### Exercise
For the entries that follow, restate word for word the line containing "skip_until = None;", the line containing "if !out.is_empty() && !out.ends_with('", and every line that lies between them.

### Records for the exercise
• • •

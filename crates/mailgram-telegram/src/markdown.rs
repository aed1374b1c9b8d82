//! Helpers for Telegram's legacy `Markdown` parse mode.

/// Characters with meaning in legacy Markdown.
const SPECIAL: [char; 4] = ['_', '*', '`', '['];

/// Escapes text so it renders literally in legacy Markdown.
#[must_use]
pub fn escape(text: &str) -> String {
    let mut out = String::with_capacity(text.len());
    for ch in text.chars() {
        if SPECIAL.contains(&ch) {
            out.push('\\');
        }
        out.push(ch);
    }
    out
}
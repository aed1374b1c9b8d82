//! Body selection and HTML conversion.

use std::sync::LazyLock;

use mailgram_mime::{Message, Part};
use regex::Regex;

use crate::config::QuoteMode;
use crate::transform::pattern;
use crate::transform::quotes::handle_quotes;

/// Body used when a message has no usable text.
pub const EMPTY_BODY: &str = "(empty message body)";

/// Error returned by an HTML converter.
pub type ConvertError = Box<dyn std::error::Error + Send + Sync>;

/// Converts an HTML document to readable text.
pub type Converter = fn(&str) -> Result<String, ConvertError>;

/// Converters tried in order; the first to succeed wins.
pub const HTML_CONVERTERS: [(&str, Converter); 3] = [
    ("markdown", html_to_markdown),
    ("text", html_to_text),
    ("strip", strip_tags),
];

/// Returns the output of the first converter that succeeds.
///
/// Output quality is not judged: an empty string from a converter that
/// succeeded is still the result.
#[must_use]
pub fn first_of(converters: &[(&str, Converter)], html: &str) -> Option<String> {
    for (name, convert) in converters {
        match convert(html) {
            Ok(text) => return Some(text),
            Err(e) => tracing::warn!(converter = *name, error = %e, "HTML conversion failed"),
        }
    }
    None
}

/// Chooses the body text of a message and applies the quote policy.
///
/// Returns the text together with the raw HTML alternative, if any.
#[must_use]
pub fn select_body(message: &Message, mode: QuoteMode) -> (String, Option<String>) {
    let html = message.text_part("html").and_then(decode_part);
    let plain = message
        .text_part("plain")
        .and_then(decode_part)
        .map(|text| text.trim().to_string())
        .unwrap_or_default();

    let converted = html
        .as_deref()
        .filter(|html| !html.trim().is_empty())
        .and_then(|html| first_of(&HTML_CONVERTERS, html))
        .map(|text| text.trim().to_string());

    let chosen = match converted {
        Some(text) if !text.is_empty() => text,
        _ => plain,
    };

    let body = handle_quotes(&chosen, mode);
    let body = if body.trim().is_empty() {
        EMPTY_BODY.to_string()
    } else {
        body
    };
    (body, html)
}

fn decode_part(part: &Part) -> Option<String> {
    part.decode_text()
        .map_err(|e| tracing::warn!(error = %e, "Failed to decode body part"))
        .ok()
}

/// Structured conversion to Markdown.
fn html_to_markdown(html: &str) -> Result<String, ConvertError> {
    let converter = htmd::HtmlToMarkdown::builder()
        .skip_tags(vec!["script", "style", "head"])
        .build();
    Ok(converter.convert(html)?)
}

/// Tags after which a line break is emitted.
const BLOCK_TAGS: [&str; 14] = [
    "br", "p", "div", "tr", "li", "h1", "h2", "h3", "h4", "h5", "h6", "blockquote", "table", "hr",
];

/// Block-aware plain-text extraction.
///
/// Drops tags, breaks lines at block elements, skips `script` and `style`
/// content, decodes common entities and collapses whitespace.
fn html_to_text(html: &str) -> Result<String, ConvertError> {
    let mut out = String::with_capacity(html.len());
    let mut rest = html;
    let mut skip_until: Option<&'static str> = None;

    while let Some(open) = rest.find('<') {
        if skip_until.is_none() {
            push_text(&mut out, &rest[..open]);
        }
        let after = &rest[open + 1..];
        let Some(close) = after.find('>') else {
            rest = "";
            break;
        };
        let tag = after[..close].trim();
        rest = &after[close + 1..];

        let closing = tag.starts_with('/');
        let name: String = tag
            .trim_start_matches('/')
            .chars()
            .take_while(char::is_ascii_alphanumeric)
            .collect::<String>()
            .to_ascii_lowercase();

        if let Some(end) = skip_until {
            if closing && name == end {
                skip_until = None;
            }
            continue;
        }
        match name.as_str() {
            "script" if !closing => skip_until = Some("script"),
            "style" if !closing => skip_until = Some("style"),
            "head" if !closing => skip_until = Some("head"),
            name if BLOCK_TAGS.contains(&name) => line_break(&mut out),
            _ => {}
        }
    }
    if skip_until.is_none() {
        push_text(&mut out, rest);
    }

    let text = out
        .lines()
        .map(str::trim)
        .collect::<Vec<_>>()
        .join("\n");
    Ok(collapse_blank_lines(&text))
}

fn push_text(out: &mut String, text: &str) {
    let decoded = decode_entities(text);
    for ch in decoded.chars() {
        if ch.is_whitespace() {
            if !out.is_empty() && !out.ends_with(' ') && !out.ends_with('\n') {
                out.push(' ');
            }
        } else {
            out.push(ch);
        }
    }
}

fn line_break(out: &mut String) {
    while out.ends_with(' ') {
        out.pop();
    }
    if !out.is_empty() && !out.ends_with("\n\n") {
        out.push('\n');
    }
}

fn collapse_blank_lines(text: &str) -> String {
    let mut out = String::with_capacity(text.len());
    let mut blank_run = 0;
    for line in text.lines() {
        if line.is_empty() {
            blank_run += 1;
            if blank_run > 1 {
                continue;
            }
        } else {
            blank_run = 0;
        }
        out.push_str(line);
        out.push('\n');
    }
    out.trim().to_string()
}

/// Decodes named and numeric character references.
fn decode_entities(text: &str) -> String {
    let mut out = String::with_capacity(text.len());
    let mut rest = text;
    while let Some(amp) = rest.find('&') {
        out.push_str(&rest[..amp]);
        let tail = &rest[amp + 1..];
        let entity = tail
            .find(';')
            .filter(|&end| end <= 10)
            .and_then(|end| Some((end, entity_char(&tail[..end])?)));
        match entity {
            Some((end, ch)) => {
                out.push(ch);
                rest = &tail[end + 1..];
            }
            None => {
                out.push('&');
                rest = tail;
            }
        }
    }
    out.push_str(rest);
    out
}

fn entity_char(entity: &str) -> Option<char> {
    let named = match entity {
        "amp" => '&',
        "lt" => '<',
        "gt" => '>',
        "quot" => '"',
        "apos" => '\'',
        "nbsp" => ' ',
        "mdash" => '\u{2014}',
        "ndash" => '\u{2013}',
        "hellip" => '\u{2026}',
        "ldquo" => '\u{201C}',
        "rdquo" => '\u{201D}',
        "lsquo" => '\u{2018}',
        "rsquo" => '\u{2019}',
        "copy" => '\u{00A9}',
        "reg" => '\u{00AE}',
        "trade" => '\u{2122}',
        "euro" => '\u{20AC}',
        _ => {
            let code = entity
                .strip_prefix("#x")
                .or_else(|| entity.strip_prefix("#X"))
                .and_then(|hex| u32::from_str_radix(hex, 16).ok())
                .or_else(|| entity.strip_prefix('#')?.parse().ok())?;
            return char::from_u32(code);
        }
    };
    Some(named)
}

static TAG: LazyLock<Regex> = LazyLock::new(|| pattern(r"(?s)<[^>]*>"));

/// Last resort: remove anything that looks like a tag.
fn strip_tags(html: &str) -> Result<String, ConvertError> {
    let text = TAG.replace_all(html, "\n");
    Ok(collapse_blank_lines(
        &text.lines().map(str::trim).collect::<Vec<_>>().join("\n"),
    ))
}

• • •

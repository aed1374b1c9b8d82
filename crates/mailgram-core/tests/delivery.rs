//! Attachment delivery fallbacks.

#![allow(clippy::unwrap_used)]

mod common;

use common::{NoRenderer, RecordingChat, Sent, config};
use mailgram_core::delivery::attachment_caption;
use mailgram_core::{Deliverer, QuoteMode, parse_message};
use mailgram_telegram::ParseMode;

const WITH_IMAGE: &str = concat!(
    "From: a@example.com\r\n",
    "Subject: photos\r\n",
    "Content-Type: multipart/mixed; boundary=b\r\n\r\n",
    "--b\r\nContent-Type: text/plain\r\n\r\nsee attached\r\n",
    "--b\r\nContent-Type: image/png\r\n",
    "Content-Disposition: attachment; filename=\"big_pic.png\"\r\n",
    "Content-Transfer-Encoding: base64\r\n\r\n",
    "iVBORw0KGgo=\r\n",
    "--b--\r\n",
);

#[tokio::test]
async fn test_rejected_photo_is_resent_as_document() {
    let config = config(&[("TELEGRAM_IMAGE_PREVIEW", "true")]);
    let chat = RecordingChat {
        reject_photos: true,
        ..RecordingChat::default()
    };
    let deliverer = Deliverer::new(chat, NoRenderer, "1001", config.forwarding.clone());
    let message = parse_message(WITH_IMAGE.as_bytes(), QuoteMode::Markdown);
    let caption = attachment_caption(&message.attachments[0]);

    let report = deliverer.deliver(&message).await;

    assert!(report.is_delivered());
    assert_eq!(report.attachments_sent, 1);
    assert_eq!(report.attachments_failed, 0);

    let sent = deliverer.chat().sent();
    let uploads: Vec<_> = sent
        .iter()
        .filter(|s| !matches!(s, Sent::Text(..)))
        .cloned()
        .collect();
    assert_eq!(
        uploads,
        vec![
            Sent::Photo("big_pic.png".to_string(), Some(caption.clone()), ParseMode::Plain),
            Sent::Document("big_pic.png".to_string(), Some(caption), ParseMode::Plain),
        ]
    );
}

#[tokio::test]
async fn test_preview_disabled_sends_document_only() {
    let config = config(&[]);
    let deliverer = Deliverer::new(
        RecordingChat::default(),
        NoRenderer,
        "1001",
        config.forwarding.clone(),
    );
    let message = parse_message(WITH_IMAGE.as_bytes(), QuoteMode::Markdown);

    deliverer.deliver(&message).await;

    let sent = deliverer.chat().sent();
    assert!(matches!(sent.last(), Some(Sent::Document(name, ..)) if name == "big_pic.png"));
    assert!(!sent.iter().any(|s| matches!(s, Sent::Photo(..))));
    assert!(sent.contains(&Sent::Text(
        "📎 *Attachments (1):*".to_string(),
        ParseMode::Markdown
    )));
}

• • •

### Exercise solution
                skip_until = None;
            }
            continue;
        }
        match name.as_str() {
            "script" if !closing => skip_until = Some("script"),
            "style" if !closing => skip_until = Some("style"),
            "head" if !closing => skip_until = Some("head"),
            name if BLOCK_TAGS.contains(&name) => line_break(&mut out),
            _ => {}
        }
    }
    if skip_until.is_none() {
        push_text(&mut out, rest);
    }

    let text = out
        .lines()
        .map(str::trim)
        .collect::<Vec<_>>()
        .join("\n");
    Ok(collapse_blank_lines(&text))
}

fn push_text(out: &mut String, text: &str) {
    let decoded = decode_entities(text);
    for ch in decoded.chars() {
        if ch.is_whitespace() {
            if !out.is_empty() && !out.ends_with(' ') && !out.ends_with('\n') {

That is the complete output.